Saved entries
*** Block opens ***

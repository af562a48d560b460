use std::collections::HashMap;
use std::path::Path;

use ndarray::{Array1, Array2};
use rand::rngs::StdRng;
use rand::seq::SliceRandom;
use rand::SeedableRng;
use serde::{Deserialize, Serialize};

use crate::error::AppError;
use crate::forest::BaggedForest;
use crate::models::CutoffTable;

pub const MODEL_FILE: &str = "forest.json";
pub const ENCODER_FILE: &str = "label_encoder.json";
pub const FEATURES_FILE: &str = "feature_columns.json";

/// Category columns preferred as features, in whitelist order.
const FEATURE_WHITELIST: [&str; 16] = [
    "GM", "1G", "1K", "1R", "2AG", "2AK", "2AR", "2BG", "2BK", "2BR", "3AG", "3AK", "3AR", "3BG",
    "3BK", "3BR",
];

const N_TREES: usize = 200;
const SPLIT_SEED: u64 = 42;
const TEST_RATIO: f64 = 0.2;

/// Bidirectional mapping between college names and dense integer codes.
///
/// Classes are stored in sorted-name order; the code assigned to a name
/// is its index in that order, which makes the encoding part of the
/// persisted artifact's meaning.
#[derive(Debug, Clone, Serialize, Deserialize)]
pub struct LabelEncoder {
    classes: Vec<String>,
}

impl LabelEncoder {
    pub fn fit<'a, I: IntoIterator<Item = &'a str>>(names: I) -> Self {
        let mut classes: Vec<String> = names.into_iter().map(str::to_string).collect();
        classes.sort();
        classes.dedup();
        Self { classes }
    }

    pub fn encode(&self, name: &str) -> Option<usize> {
        self.classes.binary_search_by(|c| c.as_str().cmp(name)).ok()
    }

    pub fn decode(&self, code: usize) -> Option<&str> {
        self.classes.get(code).map(String::as_str)
    }

    pub fn len(&self) -> usize {
        self.classes.len()
    }

    pub fn is_empty(&self) -> bool {
        self.classes.is_empty()
    }
}

/// Informational training metrics; the artifacts are saved regardless.
#[derive(Debug, Clone)]
pub struct TrainReport {
    pub feature_columns: Vec<String>,
    pub n_classes: usize,
    pub n_train: usize,
    pub n_test: usize,
    pub accuracy: f64,
}

/// Fit the college predictor and persist the artifact bundle.
///
/// Encodes distinct college names as labels, selects cutoff feature
/// columns, stratifies an 80/20 split by label with a fixed seed, fits
/// the bagged forest and writes the three co-versioned artifacts
/// (model, label encoder, ordered feature-column list) to `model_dir`.
pub fn train(table: &CutoffTable, model_dir: &Path) -> Result<TrainReport, AppError> {
    for required in ["College", "Branch"] {
        if !table.has_column(required) {
            return Err(AppError::Schema(format!(
                "dataset must contain a '{required}' column"
            )));
        }
    }
    if table.offerings.is_empty() {
        return Err(AppError::DataQuality("dataset has no rows".to_string()));
    }

    let encoder = LabelEncoder::fit(table.offerings.iter().map(|o| o.college.as_str()));
    let feature_columns = select_feature_columns(table)?;

    let targets: Vec<usize> = table
        .offerings
        .iter()
        .map(|o| {
            encoder.encode(&o.college).ok_or_else(|| {
                AppError::DataQuality(format!("college '{}' missing from encoder", o.college))
            })
        })
        .collect::<Result<_, _>>()?;

    // Missing cutoffs are imputed with 0 before fitting.
    let n_rows = table.offerings.len();
    let mut features = Array2::<f64>::zeros((n_rows, feature_columns.len()));
    for (row, offering) in table.offerings.iter().enumerate() {
        for (col, column) in feature_columns.iter().enumerate() {
            features[(row, col)] = offering.cutoff(column).map(f64::from).unwrap_or(0.0);
        }
    }
    let targets = Array1::from(targets);

    let (train_idx, test_idx) = stratified_split(&targets, &encoder)?;
    let train_records = select_rows(&features, &train_idx);
    let train_targets = select_targets(&targets, &train_idx);
    let test_records = select_rows(&features, &test_idx);
    let test_targets = select_targets(&targets, &test_idx);

    let forest = BaggedForest::fit(&train_records, &train_targets, N_TREES, SPLIT_SEED)?;
    let accuracy = forest.accuracy(&test_records, &test_targets);

    save_artifacts(model_dir, &forest, &encoder, &feature_columns)?;

    Ok(TrainReport {
        feature_columns,
        n_classes: encoder.len(),
        n_train: train_idx.len(),
        n_test: test_idx.len(),
        accuracy,
    })
}

/// Whitelisted cutoff columns that are present, falling back to every
/// category column when none of the whitelist survives.
fn select_feature_columns(table: &CutoffTable) -> Result<Vec<String>, AppError> {
    let whitelisted: Vec<String> = FEATURE_WHITELIST
        .iter()
        .copied()
        .filter(|&c| table.has_column(c))
        .map(str::to_string)
        .collect();
    if !whitelisted.is_empty() {
        return Ok(whitelisted);
    }
    if table.categories.is_empty() {
        return Err(AppError::NoFeatures);
    }
    Ok(table.categories.clone())
}

/// Stratified 80/20 split over encoded labels with a fixed seed.
///
/// Every class must have at least two rows so both partitions can see
/// it; thinner classes are surfaced as a data-quality error rather than
/// silently subset.
fn stratified_split(
    targets: &Array1<usize>,
    encoder: &LabelEncoder,
) -> Result<(Vec<usize>, Vec<usize>), AppError> {
    let mut by_class: HashMap<usize, Vec<usize>> = HashMap::new();
    for (row, label) in targets.iter().enumerate() {
        by_class.entry(*label).or_default().push(row);
    }

    let mut rng = StdRng::seed_from_u64(SPLIT_SEED);
    let mut train_idx = Vec::new();
    let mut test_idx = Vec::new();

    let mut classes: Vec<usize> = by_class.keys().copied().collect();
    classes.sort_unstable();
    for class in classes {
        let mut rows = by_class.remove(&class).unwrap_or_default();
        if rows.len() < 2 {
            let name = encoder.decode(class).unwrap_or("<unknown>");
            return Err(AppError::DataQuality(format!(
                "college '{name}' has only {} row(s); stratified split needs at least 2 per class",
                rows.len()
            )));
        }
        rows.shuffle(&mut rng);
        let n_test = ((rows.len() as f64) * TEST_RATIO).round() as usize;
        let n_test = n_test.clamp(1, rows.len() - 1);
        test_idx.extend_from_slice(&rows[..n_test]);
        train_idx.extend_from_slice(&rows[n_test..]);
    }

    train_idx.sort_unstable();
    test_idx.sort_unstable();
    Ok((train_idx, test_idx))
}

fn select_rows(features: &Array2<f64>, indices: &[usize]) -> Array2<f64> {
    features.select(ndarray::Axis(0), indices)
}

fn select_targets(targets: &Array1<usize>, indices: &[usize]) -> Array1<usize> {
    targets.select(ndarray::Axis(0), indices)
}

fn save_artifacts(
    model_dir: &Path,
    forest: &BaggedForest,
    encoder: &LabelEncoder,
    feature_columns: &[String],
) -> Result<(), AppError> {
    let persist = |e: &dyn std::fmt::Display| AppError::Persist(e.to_string());

    std::fs::create_dir_all(model_dir).map_err(|e| persist(&e))?;
    let model = serde_json::to_vec(forest).map_err(|e| persist(&e))?;
    std::fs::write(model_dir.join(MODEL_FILE), model).map_err(|e| persist(&e))?;
    let enc = serde_json::to_vec_pretty(encoder).map_err(|e| persist(&e))?;
    std::fs::write(model_dir.join(ENCODER_FILE), enc).map_err(|e| persist(&e))?;
    let cols = serde_json::to_vec_pretty(feature_columns).map_err(|e| persist(&e))?;
    std::fs::write(model_dir.join(FEATURES_FILE), cols).map_err(|e| persist(&e))?;
    Ok(())
}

*** Block closes ***

◆ **Problem details**: Taking the entries above, restate exactly those lines that fall between the line with "assigned to a name" and the line with "pub fn train(table: &CutoffTable, model_dir: &Path)", keeping both of those lines too.

◆ **Solution for this problem**:
/// Classes are stored in sorted-name order; the code assigned to a name
/// is its index in that order, which makes the encoding part of the
/// persisted artifact's meaning.
#[derive(Debug, Clone, Serialize, Deserialize)]
pub struct LabelEncoder {
    classes: Vec<String>,
}

impl LabelEncoder {
    pub fn fit<'a, I: IntoIterator<Item = &'a str>>(names: I) -> Self {
        let mut classes: Vec<String> = names.into_iter().map(str::to_string).collect();
        classes.sort();
        classes.dedup();
        Self { classes }
    }

    pub fn encode(&self, name: &str) -> Option<usize> {
        self.classes.binary_search_by(|c| c.as_str().cmp(name)).ok()
    }

    pub fn decode(&self, code: usize) -> Option<&str> {
        self.classes.get(code).map(String::as_str)
    }

    pub fn len(&self) -> usize {
        self.classes.len()
    }

    pub fn is_empty(&self) -> bool {
        self.classes.is_empty()
    }
}

/// Informational training metrics; the artifacts are saved regardless.
#[derive(Debug, Clone)]
pub struct TrainReport {
    pub feature_columns: Vec<String>,
    pub n_classes: usize,
    pub n_train: usize,
    pub n_test: usize,
    pub accuracy: f64,
}

/// Fit the college predictor and persist the artifact bundle.
///
/// Encodes distinct college names as labels, selects cutoff feature
/// columns, stratifies an 80/20 split by label with a fixed seed, fits
/// the bagged forest and writes the three co-versioned artifacts
/// (model, label encoder, ordered feature-column list) to `model_dir`.
pub fn train(table: &CutoffTable, model_dir: &Path) -> Result<TrainReport, AppError> {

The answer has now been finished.